What is being asked: Find the number of lines in these records where the word "ratatui" appears. Reply with that number and nothing more.

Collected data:
• • • •
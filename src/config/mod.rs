//! Configuration module.
//!
//! Settings are resolved in layers: built-in defaults, then the TOML config
//! file, then environment variables, then command-line flags.

pub mod loader;

pub use loader::{
    apply_cli_overrides, apply_env_overrides, default_config_path, default_log_path,
    load_config_file, load_config_with_precedence, merge_config, ColorsSection, ConfigError,
    ConfigFile, ResolvedConfig,
};
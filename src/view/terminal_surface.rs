//! Rasterizes grid draw calls into a ratatui [`Buffer`].
//!
//! One cell covers [`CELL_WIDTH`] × [`CELL_HEIGHT`] device-independent
//! units, so after `scale(density)` it covers `density` times as many device
//! units and the grid keeps its footprint at any density. A fill covers
//! every cell whose center lies inside the (clipped) shape. Lines
//! become box-drawing characters and merge into `┼` where they cross.

use std::ops::Range;

use ratatui::buffer::Buffer;
use ratatui::layout;
use ratatui::style::Color as TermColor;
use tracing::trace;
use unicode_width::{UnicodeWidthChar, UnicodeWidthStr};

use super::constants::{CELL_HEIGHT, CELL_WIDTH};
use crate::model::{Point, Rect};
use crate::render::{Color, DrawingSurface, Paint, TextAlign};

const HORIZONTAL: &str = "─";
const VERTICAL: &str = "│";
const CROSS: &str = "┼";

/// Drawing surface backed by a region of a terminal buffer.
pub struct TerminalSurface<'a> {
    buffer: &'a mut Buffer,
    area: layout::Rect,
    scale: f32,
    clips: Vec<Rect>,
}

impl<'a> TerminalSurface<'a> {
    /// Surface drawing into `area` of `buffer`.
    pub fn new(buffer: &'a mut Buffer, area: layout::Rect) -> Self {
        Self {
            buffer,
            area,
            scale: 1.0,
            clips: Vec::new(),
        }
    }

    /// Size of the drawing area in device units at the current scale.
    pub fn device_size(&self) -> (f32, f32) {
        (
            f32::from(self.area.width) * self.cell_width(),
            f32::from(self.area.height) * self.cell_height(),
        )
    }

    /// Width of one cell in device units.
    fn cell_width(&self) -> f32 {
        CELL_WIDTH * self.scale
    }

    /// Height of one cell in device units.
    fn cell_height(&self) -> f32 {
        CELL_HEIGHT * self.scale
    }

    /// Active clip in device units.
    fn clip(&self) -> Rect {
        self.clips.last().copied().unwrap_or_else(|| {
            let (width, height) = self.device_size();
            Rect::new(0.0, 0.0, width, height)
        })
    }

    fn to_device(&self, point: Point) -> Point {
        Point::new(point.x * self.scale, point.y * self.scale)
    }

    fn cell_mut(&mut self, col: u16, row: u16) -> Option<&mut ratatui::buffer::Cell> {
        if col >= self.area.width || row >= self.area.height {
            return None;
        }
        self.buffer
            .cell_mut((self.area.x + col, self.area.y + row))
    }

    fn fill(&mut self, rect: Rect, color: Color) {
        if color.is_transparent() {
            return;
        }
        let rect = rect.scaled(self.scale).intersect(&self.clip());
        if rect.is_empty() {
            return;
        }
        let cols = cell_span(rect.left, rect.right, self.cell_width(), self.area.width);
        for row in cell_span(rect.top, rect.bottom, self.cell_height(), self.area.height) {
            for col in cols.clone() {
                if let Some(cell) = self.cell_mut(col, row) {
                    let bg = blend(color, cell.bg);
                    cell.set_bg(bg);
                }
            }
        }
    }

    fn stroke_cell(&mut self, col: u16, row: u16, symbol: &'static str, color: TermColor) {
        let Some(cell) = self.cell_mut(col, row) else {
            return;
        };
        let merged = match (cell.symbol(), symbol) {
            (VERTICAL, HORIZONTAL) | (HORIZONTAL, VERTICAL) | (CROSS, _) => CROSS,
            _ => symbol,
        };
        cell.set_symbol(merged);
        cell.set_fg(color);
    }
}

/// Cells whose centers fall in `[lo, hi)`, clamped to `0..limit`.
fn cell_span(lo: f32, hi: f32, unit: f32, limit: u16) -> Range<u16> {
    let to_index = |edge: f32| (edge / unit - 0.5).ceil().clamp(0.0, f32::from(limit)) as u16;
    to_index(lo)..to_index(hi)
}

/// Composite `over` onto a cell background. Non-RGB backgrounds (the
/// terminal default) are treated as black.
fn blend(over: Color, under: TermColor) -> TermColor {
    if over.a == 0xff {
        return TermColor::Rgb(over.r, over.g, over.b);
    }
    let (ur, ug, ub) = match under {
        TermColor::Rgb(r, g, b) => (r, g, b),
        _ => (0, 0, 0),
    };
    let alpha = u16::from(over.a);
    let mix = |top: u8, bottom: u8| {
        ((u16::from(top) * alpha + u16::from(bottom) * (255 - alpha)) / 255) as u8
    };
    TermColor::Rgb(mix(over.r, ur), mix(over.g, ug), mix(over.b, ub))
}

fn opaque(color: Color) -> TermColor {
    TermColor::Rgb(color.r, color.g, color.b)
}

impl DrawingSurface for TerminalSurface<'_> {
    fn scale(&mut self, factor: f32) {
        self.scale = if factor.is_finite() && factor > 0.0 {
            factor
        } else {
            1.0
        };
    }

    fn clear(&mut self, color: Color) {
        for row in 0..self.area.height {
            for col in 0..self.area.width {
                if let Some(cell) = self.cell_mut(col, row) {
                    cell.reset();
                    if !color.is_transparent() {
                        cell.set_bg(opaque(color));
                    }
                }
            }
        }
    }

    fn draw_line(&mut self, from: Point, to: Point, paint: &Paint) {
        if paint.color.is_transparent() {
            return;
        }
        let (from, to) = (self.to_device(from), self.to_device(to));
        let clip = self.clip();
        let fg = opaque(paint.color);

        if from.y == to.y {
            if from.y < clip.top || from.y >= clip.bottom || from.y < 0.0 {
                return;
            }
            let row = (from.y / self.cell_height()).floor() as u16;
            let cols = cell_span(
                from.x.min(to.x).max(clip.left),
                from.x.max(to.x).min(clip.right),
                self.cell_width(),
                self.area.width,
            );
            for col in cols {
                self.stroke_cell(col, row, HORIZONTAL, fg);
            }
        } else if from.x == to.x {
            if from.x < clip.left || from.x >= clip.right || from.x < 0.0 {
                return;
            }
            let col = (from.x / self.cell_width()).floor() as u16;
            let rows = cell_span(
                from.y.min(to.y).max(clip.top),
                from.y.max(to.y).min(clip.bottom),
                self.cell_height(),
                self.area.height,
            );
            for row in rows {
                self.stroke_cell(col, row, VERTICAL, fg);
            }
        } else {
            trace!(?from, ?to, "diagonal line skipped");
        }
    }

    fn draw_rect(&mut self, rect: Rect, paint: &Paint) {
        self.fill(rect, paint.color);
    }

    fn draw_round_rect(&mut self, rect: Rect, _radius: f32, paint: &Paint) {
        // Cells have no sub-cell corners to round.
        self.fill(rect, paint.color);
    }

    fn draw_text(&mut self, text: &str, at: Point, paint: &Paint) {
        if paint.color.is_transparent() || text.is_empty() {
            return;
        }
        let at = self.to_device(at);
        let clip = self.clip();

        // Text is anchored by its baseline; place it on the row holding its
        // vertical middle.
        let middle = at.y - paint.text_size * self.scale / 2.0;
        if middle < clip.top || middle >= clip.bottom || middle < 0.0 {
            return;
        }
        let row = (middle / self.cell_height()).floor() as u16;

        let width = text.width() as f32;
        let anchor = at.x / self.cell_width();
        let start = match paint.text_align {
            TextAlign::Left => anchor,
            TextAlign::Center => anchor - width / 2.0,
            TextAlign::Right => anchor - width,
        }
        .round() as i32;

        let visible = cell_span(clip.left, clip.right, self.cell_width(), self.area.width);
        let fg = opaque(paint.color);
        let mut col = start;
        let mut utf8 = [0u8; 4];

        for ch in text.chars() {
            let ch_width = ch.width().unwrap_or(0) as i32;
            if ch_width == 0 {
                continue;
            }
            let fits = col >= i32::from(visible.start) && col + ch_width <= i32::from(visible.end);
            if fits {
                let first = col as u16;
                if let Some(cell) = self.cell_mut(first, row) {
                    cell.set_symbol(ch.encode_utf8(&mut utf8));
                    cell.set_fg(fg);
                }
                // Cells covered by a wide character hold no symbol of their own.
                for covered in 1..ch_width {
                    if let Some(cell) = self.cell_mut(first + covered as u16, row) {
                        let bg = cell.bg;
                        cell.reset();
                        cell.set_bg(bg);
                    }
                }
            }
            col += ch_width;
        }
    }

    fn save_clip(&mut self, rect: Rect) {
        let clip = rect.scaled(self.scale).intersect(&self.clip());
        self.clips.push(clip);
    }

    fn restore(&mut self) {
        self.clips.pop();
    }
}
• • • •
Exercise result: 5